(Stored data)
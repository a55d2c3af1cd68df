use sea_orm::{ConnectionTrait, Statement};
use sea_orm_migration::prelude::*;

/// Lottery rounds (one row per weekly round, archived rows are kept for statistics)
#[derive(DeriveIden)]
enum LotteryRounds {
    Table,
    Id,
    Name,
    PoolSize,
    IsActive,
    IsLocked,
    CreatedAt,
}

/// Numbered tickets belonging to exactly one round
#[derive(DeriveIden)]
enum Tickets {
    Table,
    Id,
    RoundId,
    Number,
    OwnerName,
    IsTaken,
    HasWon,
    ClaimedAt,
    WonAt,
}

#[derive(DeriveMigrationName)]
pub struct Migration;

#[async_trait::async_trait]
impl MigrationTrait for Migration {
    async fn up(&self, manager: &SchemaManager) -> Result<(), DbErr> {
        manager
            .create_table(
                Table::create()
                    .table(LotteryRounds::Table)
                    .if_not_exists()
                    .col(
                        ColumnDef::new(LotteryRounds::Id)
                            .integer()
                            .not_null()
                            .auto_increment()
                            .primary_key(),
                    )
                    .col(ColumnDef::new(LotteryRounds::Name).string_len(100).not_null())
                    .col(ColumnDef::new(LotteryRounds::PoolSize).integer().not_null())
                    .col(
                        ColumnDef::new(LotteryRounds::IsActive)
                            .boolean()
                            .not_null()
                            .default(false),
                    )
                    .col(
                        ColumnDef::new(LotteryRounds::IsLocked)
                            .boolean()
                            .not_null()
                            .default(false),
                    )
                    .col(
                        ColumnDef::new(LotteryRounds::CreatedAt)
                            .timestamp_with_time_zone()
                            .not_null(),
                    )
                    .to_owned(),
            )
            .await?;

        // At most one active round; SeaQuery has no WHERE on index so use a raw statement
        let stmt = Statement::from_string(
            manager.get_database_backend(),
            "CREATE UNIQUE INDEX IF NOT EXISTS idx_lottery_rounds_single_active ON lottery_rounds (is_active) WHERE is_active".to_owned(),
        );
        manager.get_connection().execute(stmt).await?;

        manager
            .create_table(
                Table::create()
                    .table(Tickets::Table)
                    .if_not_exists()
                    .col(
                        ColumnDef::new(Tickets::Id)
                            .integer()
                            .not_null()
                            .auto_increment()
                            .primary_key(),
                    )
                    .col(ColumnDef::new(Tickets::RoundId).integer().not_null())
                    .col(ColumnDef::new(Tickets::Number).integer().not_null())
                    .col(ColumnDef::new(Tickets::OwnerName).string_len(50).null())
                    .col(
                        ColumnDef::new(Tickets::IsTaken)
                            .boolean()
                            .not_null()
                            .default(false),
                    )
                    .col(
                        ColumnDef::new(Tickets::HasWon)
                            .boolean()
                            .not_null()
                            .default(false),
                    )
                    .col(
                        ColumnDef::new(Tickets::ClaimedAt)
                            .timestamp_with_time_zone()
                            .null(),
                    )
                    .col(ColumnDef::new(Tickets::WonAt).timestamp_with_time_zone().null())
                    .foreign_key(
                        ForeignKey::create()
                            .name("fk_tickets_round_id")
                            .from(Tickets::Table, Tickets::RoundId)
                            .to(LotteryRounds::Table, LotteryRounds::Id)
                            .on_delete(ForeignKeyAction::Restrict)
                            .on_update(ForeignKeyAction::NoAction),
                    )
                    .to_owned(),
            )
            .await?;

        // number is unique inside its round
        manager
            .create_index(
                Index::create()
                    .if_not_exists()
                    .name("idx_tickets_round_number_unique")
                    .table(Tickets::Table)
                    .col(Tickets::RoundId)
                    .col(Tickets::Number)
                    .unique()
                    .to_owned(),
            )
            .await?;

        // statistics scan won tickets across all rounds
        manager
            .create_index(
                Index::create()
                    .if_not_exists()
                    .name("idx_tickets_has_won")
                    .table(Tickets::Table)
                    .col(Tickets::HasWon)
                    .to_owned(),
            )
            .await?;

        Ok(())
    }

    async fn down(&self, manager: &SchemaManager) -> Result<(), DbErr> {
        manager
            .drop_table(Table::drop().table(Tickets::Table).if_exists().to_owned())
            .await?;
        manager
            .drop_table(Table::drop().table(LotteryRounds::Table).if_exists().to_owned())
            .await?;
        Ok(())
    }
}
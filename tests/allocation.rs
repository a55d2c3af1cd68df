//! Ticket claiming: validation, all-or-nothing semantics and contention.

mod common;

use assert_matches::assert_matches;
use common::*;
use lottery_backend::AppError;

#[tokio::test]
async fn claim_marks_tickets_taken() {
    let lottery = setup(5).await;
    let round = lottery.rounds.start_new_round(Some("Round 1")).await.unwrap();

    let claim = lottery.allocation.claim_tickets(&[1, 2], "Ola").await.unwrap();
    assert_eq!(claim.count, 2);
    assert_eq!(claim.numbers, vec![1, 2]);
    assert_eq!(claim.message, "2 tickets registered to Ola!");

    for number in [1, 2] {
        let t = ticket(&lottery.db, round.id, number).await;
        assert!(t.is_taken);
        assert_eq!(t.owner_name.as_deref(), Some("Ola"));
        assert!(t.claimed_at.is_some());
    }
    assert!(!ticket(&lottery.db, round.id, 3).await.is_taken);
    assert_invariants(&lottery.db).await;
}

#[tokio::test]
async fn overlapping_claim_is_all_or_nothing() {
    let lottery = setup(5).await;
    let round = lottery.rounds.start_new_round(Some("Round 1")).await.unwrap();
    lottery.allocation.claim_tickets(&[1, 2], "Ola").await.unwrap();

    let err = lottery
        .allocation
        .claim_tickets(&[2, 3], "Kari")
        .await
        .unwrap_err();
    assert_matches!(err, AppError::AlreadyTaken(ref numbers) if numbers == &vec![2]);

    let three = ticket(&lottery.db, round.id, 3).await;
    assert!(!three.is_taken);
    assert!(three.owner_name.is_none());
    assert_eq!(
        ticket(&lottery.db, round.id, 2).await.owner_name.as_deref(),
        Some("Ola")
    );
    assert_invariants(&lottery.db).await;
}

#[tokio::test]
async fn locked_round_rejects_claims_until_reopened() {
    let lottery = setup(5).await;
    lottery.rounds.start_new_round(Some("Round 1")).await.unwrap();
    lottery.rounds.toggle_lock().await.unwrap();

    assert_matches!(
        lottery.allocation.claim_tickets(&[1], "Ola").await,
        Err(AppError::RoundLocked)
    );

    lottery.rounds.toggle_lock().await.unwrap();
    assert!(lottery.allocation.claim_tickets(&[1], "Ola").await.is_ok());
}

#[tokio::test]
async fn claim_without_active_round_fails() {
    let lottery = setup(5).await;
    assert_matches!(
        lottery.allocation.claim_tickets(&[1], "Ola").await,
        Err(AppError::NoActiveRound)
    );
}

#[tokio::test]
async fn out_of_range_numbers_are_validation_errors() {
    let lottery = setup(5).await;
    let round = lottery.rounds.start_new_round(Some("Round 1")).await.unwrap();

    assert_matches!(
        lottery.allocation.claim_tickets(&[5, 6], "Ola").await,
        Err(AppError::ValidationError(_))
    );
    assert!(!ticket(&lottery.db, round.id, 5).await.is_taken);
}

#[tokio::test]
async fn bad_input_never_reaches_the_store() {
    let lottery = setup(5).await;
    // no round exists: shape errors win over round errors
    assert_matches!(
        lottery.allocation.claim_tickets(&[], "Ola").await,
        Err(AppError::ValidationError(_))
    );
    assert_matches!(
        lottery.allocation.claim_tickets(&[1], "O").await,
        Err(AppError::ValidationError(_))
    );
}

#[tokio::test]
async fn duplicate_numbers_claim_once() {
    let lottery = setup(5).await;
    lottery.rounds.start_new_round(Some("Round 1")).await.unwrap();

    let claim = lottery
        .allocation
        .claim_tickets(&[4, 4, 4], "Ola")
        .await
        .unwrap();
    assert_eq!(claim.count, 1);
    assert_eq!(claim.message, "1 ticket registered to Ola!");
}

#[tokio::test]
async fn claims_resolve_against_the_new_round_after_restart() {
    let lottery = setup(5).await;
    let first = lottery.rounds.start_new_round(Some("Round 1")).await.unwrap();
    lottery.allocation.claim_tickets(&[1], "Ola").await.unwrap();

    let second = lottery.rounds.start_new_round(Some("Round 2")).await.unwrap();
    let claim = lottery.allocation.claim_tickets(&[1], "Kari").await.unwrap();
    assert_eq!(claim.round_id, second.id);

    // archived round is untouched
    assert_eq!(
        ticket(&lottery.db, first.id, 1).await.owner_name.as_deref(),
        Some("Ola")
    );
    assert_eq!(
        ticket(&lottery.db, second.id, 1).await.owner_name.as_deref(),
        Some("Kari")
    );
}

#[tokio::test]
async fn past_winner_may_still_claim() {
    let lottery = setup(5).await;
    lottery.rounds.start_new_round(Some("Round 1")).await.unwrap();
    lottery.allocation.claim_tickets(&[1], "Ola").await.unwrap();
    lottery.draw.draw_winner().await.unwrap();

    assert!(lottery.allocation.claim_tickets(&[2], "Ola").await.is_ok());
}

// The one-connection SQLite pool queues these transactions; interleaved
// contention against real row locks runs in tests/postgres_contention.rs.
#[tokio::test]
async fn queued_overlapping_claims_have_one_winner_per_number() {
    let lottery = setup(10).await;
    let round = lottery.rounds.start_new_round(Some("Round 1")).await.unwrap();

    let a = lottery.allocation.clone();
    let b = lottery.allocation.clone();
    let (first, second) = tokio::join!(
        a.claim_tickets(&[1, 2, 3], "Ola"),
        b.claim_tickets(&[3, 4], "Kari"),
    );

    let successes = [first.is_ok(), second.is_ok()]
        .iter()
        .filter(|ok| **ok)
        .count();
    assert_eq!(successes, 1, "exactly one claimant gets ticket 3");

    let loser = if first.is_ok() { second } else { first };
    assert_matches!(loser, Err(AppError::AlreadyTaken(ref numbers)) if numbers.contains(&3));

    let taken: Vec<_> = round_tickets(&lottery.db, round.id)
        .await
        .into_iter()
        .filter(|t| t.is_taken)
        .collect();
    let owners: std::collections::HashSet<_> =
        taken.iter().filter_map(|t| t.owner_name.clone()).collect();
    assert_eq!(owners.len(), 1, "the losing claim wrote nothing");
    assert!(taken.len() == 3 || taken.len() == 2);
    assert_invariants(&lottery.db).await;
}

#[tokio::test]
async fn many_queued_claims_never_double_book() {
    let lottery = setup(6).await;
    let round = lottery.rounds.start_new_round(Some("Round 1")).await.unwrap();

    let mut handles = Vec::new();
    for i in 0..6 {
        let allocation = lottery.allocation.clone();
        let numbers = vec![(i % 6) + 1, ((i + 1) % 6) + 1];
        handles.push(tokio::spawn(async move {
            allocation
                .claim_tickets(&numbers, &format!("Player {i}"))
                .await
                .map(|c| c.count)
        }));
    }

    let mut claimed = 0;
    for handle in handles {
        if let Ok(count) = handle.await.unwrap() {
            claimed += count;
        }
    }

    let taken = round_tickets(&lottery.db, round.id)
        .await
        .into_iter()
        .filter(|t| t.is_taken)
        .count() as u64;
    assert_eq!(claimed, taken);
    assert!(taken <= 6);
    assert_invariants(&lottery.db).await;
}
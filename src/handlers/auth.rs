use crate::models::*;
use crate::services::AuthService;
use actix_web::{HttpResponse, ResponseError, Result, web};
use serde_json::json;

#[utoipa::path(
    post,
    path = "/auth/login",
    tag = "auth",
    request_body = LoginRequest,
    responses(
        (status = 200, description = "Operator token issued", body = AuthResponse),
        (status = 401, description = "Wrong password or login disabled")
    )
)]
pub async fn login(
    auth_service: web::Data<AuthService>,
    request: web::Json<LoginRequest>,
) -> Result<HttpResponse> {
    match auth_service.login(request.into_inner()).await {
        Ok(response) => Ok(HttpResponse::Ok().json(json!({
            "success": true,
            "data": response
        }))),
        Err(e) => Ok(e.error_response()),
    }
}

pub fn auth_config(cfg: &mut web::ServiceConfig) {
    cfg.service(web::scope("/auth").route("/login", web::post().to(login)));
}
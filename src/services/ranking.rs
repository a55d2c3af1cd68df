//! Group / count / sort / truncate pipeline behind the statistics views.

use std::collections::BTreeMap;

/// Count occurrences of each key and keep the `k` most frequent.
///
/// Ordering is by count descending, ties by key ascending, so the result is
/// reproducible regardless of the order rows came back from the store.
pub fn top_k<K, I>(keys: I, k: usize) -> Vec<(K, i64)>
where
    K: Ord,
    I: IntoIterator<Item = K>,
{
    let mut counts: BTreeMap<K, i64> = BTreeMap::new();
    for key in keys {
        *counts.entry(key).or_insert(0) += 1;
    }

    // BTreeMap iterates in key order and sort_by is stable
    let mut ranked: Vec<(K, i64)> = counts.into_iter().collect();
    ranked.sort_by(|a, b| b.1.cmp(&a.1));
    ranked.truncate(k);
    ranked
}
//! Draw eligibility for a single round.
//!
//! A ticket is an eligible candidate when it is taken, has an owner, and that
//! owner has no winning ticket in the same round yet. The draw and the operator
//! snapshot both go through [`partition`] so they can never disagree.

use std::collections::HashSet;

use crate::entities::ticket_entity as tickets;
use crate::error::NoCandidatesReason;

/// A drawable ticket together with its owner
#[derive(Debug, Clone, Copy)]
pub struct Candidate<'a> {
    pub ticket: &'a tickets::Model,
    pub owner: &'a str,
}

#[derive(Debug, Default)]
pub struct PotPartition<'a> {
    /// Every taken ticket of the round
    pub taken: Vec<&'a tickets::Model>,
    /// Taken tickets whose owner has not won this round
    pub eligible: Vec<Candidate<'a>>,
}

/// Split one round's tickets into taken and eligible
pub fn partition(round_tickets: &[tickets::Model]) -> PotPartition<'_> {
    let winners: HashSet<&str> = round_tickets
        .iter()
        .filter(|t| t.has_won)
        .filter_map(|t| t.owner_name.as_deref())
        .collect();

    let mut pot = PotPartition::default();
    for ticket in round_tickets.iter().filter(|t| t.is_taken) {
        pot.taken.push(ticket);
        if let Some(owner) = ticket.owner_name.as_deref()
            && !winners.contains(owner)
        {
            pot.eligible.push(Candidate { ticket, owner });
        }
    }
    pot
}

/// Eligible candidates, or the reason there are none
pub fn eligible_candidates(
    round_tickets: &[tickets::Model],
) -> Result<Vec<Candidate<'_>>, NoCandidatesReason> {
    let pot = partition(round_tickets);
    if pot.taken.iter().all(|t| t.owner_name.is_none()) {
        return Err(NoCandidatesReason::EmptyPot);
    }
    if pot.eligible.is_empty() {
        return Err(NoCandidatesReason::NoUniqueWinnersLeft);
    }
    Ok(pot.eligible)
}
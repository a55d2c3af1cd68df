use crate::models::*;
use crate::services::RoundService;
use actix_web::{HttpResponse, ResponseError, Result, web};
use serde_json::json;

#[utoipa::path(
    get,
    path = "/rounds/active",
    tag = "round",
    responses(
        (status = 200, description = "Active round and its ticket grid (round is null when none is active)", body = ActiveRoundView)
    )
)]
/// Active round with all tickets ordered by number
pub async fn get_active_round(service: web::Data<RoundService>) -> Result<HttpResponse> {
    match service.get_active_round_view().await {
        Ok(view) => Ok(HttpResponse::Ok().json(json!({ "success": true, "data": view }))),
        Err(e) => Ok(e.error_response()),
    }
}

#[utoipa::path(
    get,
    path = "/rounds",
    tag = "round",
    params(
        ("page" = Option<u32>, Query, description = "Page (default 1)"),
        ("per_page" = Option<u32>, Query, description = "Page size (default 20)")
    ),
    responses(
        (status = 200, description = "Round history, newest first", body = RoundPage)
    )
)]
/// Round history including archived rounds
pub async fn list_rounds(
    service: web::Data<RoundService>,
    query: web::Query<RoundListQuery>,
) -> Result<HttpResponse> {
    match service.list_rounds(&query.into_inner()).await {
        Ok(page) => Ok(HttpResponse::Ok().json(json!({ "success": true, "data": page }))),
        Err(e) => Ok(e.error_response()),
    }
}

pub fn round_config(cfg: &mut web::ServiceConfig) {
    cfg.service(
        web::scope("/rounds")
            .route("", web::get().to(list_rounds))
            .route("/active", web::get().to(get_active_round)),
    );
}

Brief:
Return a copy of each line in the entries that contains "history".

Completed task:
        (status = 200, description = "Round history, newest first", body = RoundPage)
/// Round history including archived rounds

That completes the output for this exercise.